[Work item]
Would you print each of the entries below precisely as given?

[Collected data entries]
>>>

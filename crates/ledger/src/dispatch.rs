//! Name-and-arguments dispatch surface.
//!
//! Callers that only speak strings (the CLI `invoke` command, or any host
//! runtime) address the ledger through [`Ledger::invoke`]. Successful calls
//! return a byte payload:
//!
//! | Operation              | Payload                      |
//! |------------------------|------------------------------|
//! | `mint`                 | empty                        |
//! | `balanceOf`, `balance` | decimal balance              |
//! | `withdraw`             | empty                        |
//! | `transfer`             | empty                        |
//! | `totalAmount`          | decimal total                |
//! | `queryAllUsers`        | `{"User":["alice","bob"]}`   |
//! | `deleteUser`           | empty                        |

use crate::error::Result;
use crate::ledger::Ledger;
use serde_json::json;
use tally_core::Operation;
use tracing::{debug, warn};

impl<'a> Ledger<'a> {
    /// Parse and run a named operation.
    pub fn invoke<S: AsRef<str>>(&self, name: &str, args: &[S]) -> Result<Vec<u8>> {
        let op = match Operation::parse(name, args) {
            Ok(op) => op,
            Err(e) => {
                warn!(operation = name, error = %e, "invalid invocation");
                return Err(e.into());
            }
        };
        self.execute(&op)
    }

    /// Run a parsed operation.
    pub fn execute(&self, op: &Operation) -> Result<Vec<u8>> {
        debug!(operation = op.name(), read_only = op.is_read_only(), "executing");

        let payload = match op {
            Operation::Mint { account, amount } => {
                self.mint(account, *amount)?;
                Vec::new()
            }
            Operation::BalanceOf { account } => self.balance_of(account)?.to_string().into_bytes(),
            Operation::Withdraw { account, amount } => {
                self.withdraw(account, *amount)?;
                Vec::new()
            }
            Operation::Transfer { from, to, amount } => {
                self.transfer(from, to, *amount)?;
                Vec::new()
            }
            Operation::TotalAmount => self.total_amount()?.to_string().into_bytes(),
            Operation::QueryAllUsers => {
                let accounts = self.query_all_users()?;
                let users: Vec<&str> = accounts.iter().map(|account| account.as_str()).collect();
                json!({ "User": users }).to_string().into_bytes()
            }
            Operation::DeleteUser { account } => {
                self.delete_user(account)?;
                Vec::new()
            }
        };

        Ok(payload)
    }
}

#[cfg(test)]
mod tests {
    use crate::error::ErrorKind;
    use crate::ledger::{Ledger, LedgerConfig};
    use tally_storage::Storage;

    fn call(ledger: &Ledger<'_>, name: &str, args: &[&str]) -> Vec<u8> {
        ledger.invoke(name, args).unwrap()
    }

    fn call_err(ledger: &Ledger<'_>, name: &str, args: &[&str]) -> ErrorKind {
        ledger.invoke(name, args).unwrap_err().kind()
    }

    #[test]
    fn test_invoke_round() {
        let storage = Storage::open_temporary().unwrap();
        let ledger = Ledger::new(&storage, LedgerConfig::default());
        ledger.init().unwrap();

        assert!(call(&ledger, "mint", &["alice", "100"]).is_empty());
        assert!(call(&ledger, "transfer", &["alice", "bob", "40"]).is_empty());
        assert!(call(&ledger, "withdraw", &["bob", "15"]).is_empty());

        assert_eq!(call(&ledger, "balanceOf", &["alice"]), b"60");
        assert_eq!(call(&ledger, "balance", &["bob"]), b"25");
        assert_eq!(call(&ledger, "totalAmount", &[]), b"85");
    }

    #[test]
    fn test_query_all_users_payload() {
        let storage = Storage::open_temporary().unwrap();
        let ledger = Ledger::new(&storage, LedgerConfig::default());
        ledger.init().unwrap();

        assert_eq!(call(&ledger, "queryAllUsers", &[]), br#"{"User":[]}"#);

        call(&ledger, "mint", &["alice", "1"]);
        call(&ledger, "mint", &["bob", "2"]);

        let payload = call(&ledger, "queryAllUsers", &[]);
        let value: serde_json::Value = serde_json::from_slice(&payload).unwrap();
        assert_eq!(value, serde_json::json!({ "User": ["alice", "bob"] }));
    }

    #[test]
    fn test_invoke_errors() {
        let storage = Storage::open_temporary().unwrap();
        let ledger = Ledger::new(&storage, LedgerConfig::default());
        ledger.init().unwrap();

        assert_eq!(
            call_err(&ledger, "mint", &["alice"]),
            ErrorKind::InvalidArgumentCount
        );
        assert_eq!(
            call_err(&ledger, "mint", &["Total", "100"]),
            ErrorKind::ReservedName
        );
        assert_eq!(
            call_err(&ledger, "mint", &["alice", "-3"]),
            ErrorKind::NegativeAmount
        );
        assert_eq!(
            call_err(&ledger, "mint", &["alice", "lots"]),
            ErrorKind::InvalidAmount
        );
        assert_eq!(
            call_err(&ledger, "balanceOf", &["nobody"]),
            ErrorKind::NotFound
        );
        assert_eq!(
            call_err(&ledger, "transfer", &["a", "b"]),
            ErrorKind::InvalidArgumentCount
        );
        assert_eq!(call_err(&ledger, "burn", &[]), ErrorKind::UnknownOperation);

        // Nothing above touched state
        assert_eq!(call(&ledger, "totalAmount", &[]), b"0");
        assert_eq!(call(&ledger, "queryAllUsers", &[]), br#"{"User":[]}"#);
    }

    #[test]
    fn test_unknown_operation_lists_supported() {
        let storage = Storage::open_temporary().unwrap();
        let ledger = Ledger::new(&storage, LedgerConfig::default());
        ledger.init().unwrap();

        let err = ledger.invoke("burn", &["alice"]).unwrap_err();
        let message = err.to_string();
        assert!(message.contains("mint"));
        assert!(message.contains("queryAllUsers"));
        assert!(message.contains("deleteUser"));
    }

    #[test]
    fn test_delete_user_via_invoke() {
        let storage = Storage::open_temporary().unwrap();
        let ledger = Ledger::new(&storage, LedgerConfig::default());
        ledger.init().unwrap();

        call(&ledger, "mint", &["alice", "5"]);
        assert_eq!(
            call_err(&ledger, "deleteUser", &["alice"]),
            ErrorKind::BalanceNotZero
        );

        call(&ledger, "withdraw", &["alice", "5"]);
        assert!(call(&ledger, "deleteUser", &["alice"]).is_empty());
        assert_eq!(call_err(&ledger, "balance", &["alice"]), ErrorKind::NotFound);
    }
}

<<<

[Exercise solution]
filename crates/ledger/src/dispatch.rs
//! Name-and-arguments dispatch surface.
//!
//! Callers that only speak strings (the CLI `invoke` command, or any host
//! runtime) address the ledger through [`Ledger::invoke`]. Successful calls
//! return a byte payload:
//!
//! | Operation              | Payload                      |
//! |------------------------|------------------------------|
//! | `mint`                 | empty                        |
//! | `balanceOf`, `balance` | decimal balance              |
//! | `withdraw`             | empty                        |
//! | `transfer`             | empty                        |
//! | `totalAmount`          | decimal total                |
//! | `queryAllUsers`        | `{"User":["alice","bob"]}`   |
//! | `deleteUser`           | empty                        |

use crate::error::Result;
use crate::ledger::Ledger;
use serde_json::json;
use tally_core::Operation;
use tracing::{debug, warn};

impl<'a> Ledger<'a> {
    /// Parse and run a named operation.
    pub fn invoke<S: AsRef<str>>(&self, name: &str, args: &[S]) -> Result<Vec<u8>> {
        let op = match Operation::parse(name, args) {
            Ok(op) => op,
            Err(e) => {
                warn!(operation = name, error = %e, "invalid invocation");
                return Err(e.into());
            }
        };
        self.execute(&op)
    }

    /// Run a parsed operation.
    pub fn execute(&self, op: &Operation) -> Result<Vec<u8>> {
        debug!(operation = op.name(), read_only = op.is_read_only(), "executing");

        let payload = match op {
            Operation::Mint { account, amount } => {
                self.mint(account, *amount)?;
                Vec::new()
            }
            Operation::BalanceOf { account } => self.balance_of(account)?.to_string().into_bytes(),
            Operation::Withdraw { account, amount } => {
                self.withdraw(account, *amount)?;
                Vec::new()
            }
            Operation::Transfer { from, to, amount } => {
                self.transfer(from, to, *amount)?;
                Vec::new()
            }
            Operation::TotalAmount => self.total_amount()?.to_string().into_bytes(),
            Operation::QueryAllUsers => {
                let accounts = self.query_all_users()?;
                let users: Vec<&str> = accounts.iter().map(|account| account.as_str()).collect();
                json!({ "User": users }).to_string().into_bytes()
            }
            Operation::DeleteUser { account } => {
                self.delete_user(account)?;
                Vec::new()
            }
        };

        Ok(payload)
    }
}

#[cfg(test)]
mod tests {
    use crate::error::ErrorKind;
    use crate::ledger::{Ledger, LedgerConfig};
    use tally_storage::Storage;

    fn call(ledger: &Ledger<'_>, name: &str, args: &[&str]) -> Vec<u8> {
        ledger.invoke(name, args).unwrap()
    }

    fn call_err(ledger: &Ledger<'_>, name: &str, args: &[&str]) -> ErrorKind {
        ledger.invoke(name, args).unwrap_err().kind()
    }

    #[test]
    fn test_invoke_round() {
        let storage = Storage::open_temporary().unwrap();
        let ledger = Ledger::new(&storage, LedgerConfig::default());
        ledger.init().unwrap();

        assert!(call(&ledger, "mint", &["alice", "100"]).is_empty());
        assert!(call(&ledger, "transfer", &["alice", "bob", "40"]).is_empty());
        assert!(call(&ledger, "withdraw", &["bob", "15"]).is_empty());

        assert_eq!(call(&ledger, "balanceOf", &["alice"]), b"60");
        assert_eq!(call(&ledger, "balance", &["bob"]), b"25");
        assert_eq!(call(&ledger, "totalAmount", &[]), b"85");
    }

    #[test]
    fn test_query_all_users_payload() {
        let storage = Storage::open_temporary().unwrap();
        let ledger = Ledger::new(&storage, LedgerConfig::default());
        ledger.init().unwrap();

        assert_eq!(call(&ledger, "queryAllUsers", &[]), br#"{"User":[]}"#);

        call(&ledger, "mint", &["alice", "1"]);
        call(&ledger, "mint", &["bob", "2"]);

        let payload = call(&ledger, "queryAllUsers", &[]);
        let value: serde_json::Value = serde_json::from_slice(&payload).unwrap();
        assert_eq!(value, serde_json::json!({ "User": ["alice", "bob"] }));
    }

    #[test]
    fn test_invoke_errors() {
        let storage = Storage::open_temporary().unwrap();
        let ledger = Ledger::new(&storage, LedgerConfig::default());
        ledger.init().unwrap();

        assert_eq!(
            call_err(&ledger, "mint", &["alice"]),
            ErrorKind::InvalidArgumentCount
        );
        assert_eq!(
            call_err(&ledger, "mint", &["Total", "100"]),
            ErrorKind::ReservedName
        );
        assert_eq!(
            call_err(&ledger, "mint", &["alice", "-3"]),
            ErrorKind::NegativeAmount
        );
        assert_eq!(
            call_err(&ledger, "mint", &["alice", "lots"]),
            ErrorKind::InvalidAmount
        );
        assert_eq!(
            call_err(&ledger, "balanceOf", &["nobody"]),
            ErrorKind::NotFound
        );
        assert_eq!(
            call_err(&ledger, "transfer", &["a", "b"]),
            ErrorKind::InvalidArgumentCount
        );
        assert_eq!(call_err(&ledger, "burn", &[]), ErrorKind::UnknownOperation);

        // Nothing above touched state
        assert_eq!(call(&ledger, "totalAmount", &[]), b"0");
        assert_eq!(call(&ledger, "queryAllUsers", &[]), br#"{"User":[]}"#);
    }

    #[test]
    fn test_unknown_operation_lists_supported() {
        let storage = Storage::open_temporary().unwrap();
        let ledger = Ledger::new(&storage, LedgerConfig::default());
        ledger.init().unwrap();

        let err = ledger.invoke("burn", &["alice"]).unwrap_err();
        let message = err.to_string();
        assert!(message.contains("mint"));
        assert!(message.contains("queryAllUsers"));
        assert!(message.contains("deleteUser"));
    }

    #[test]
    fn test_delete_user_via_invoke() {
        let storage = Storage::open_temporary().unwrap();
        let ledger = Ledger::new(&storage, LedgerConfig::default());
        ledger.init().unwrap();

        call(&ledger, "mint", &["alice", "5"]);
        assert_eq!(
            call_err(&ledger, "deleteUser", &["alice"]),
            ErrorKind::BalanceNotZero
        );

        call(&ledger, "withdraw", &["alice", "5"]);
        assert!(call(&ledger, "deleteUser", &["alice"]).is_empty());
        assert_eq!(call_err(&ledger, "balance", &["alice"]), ErrorKind::NotFound);
    }
}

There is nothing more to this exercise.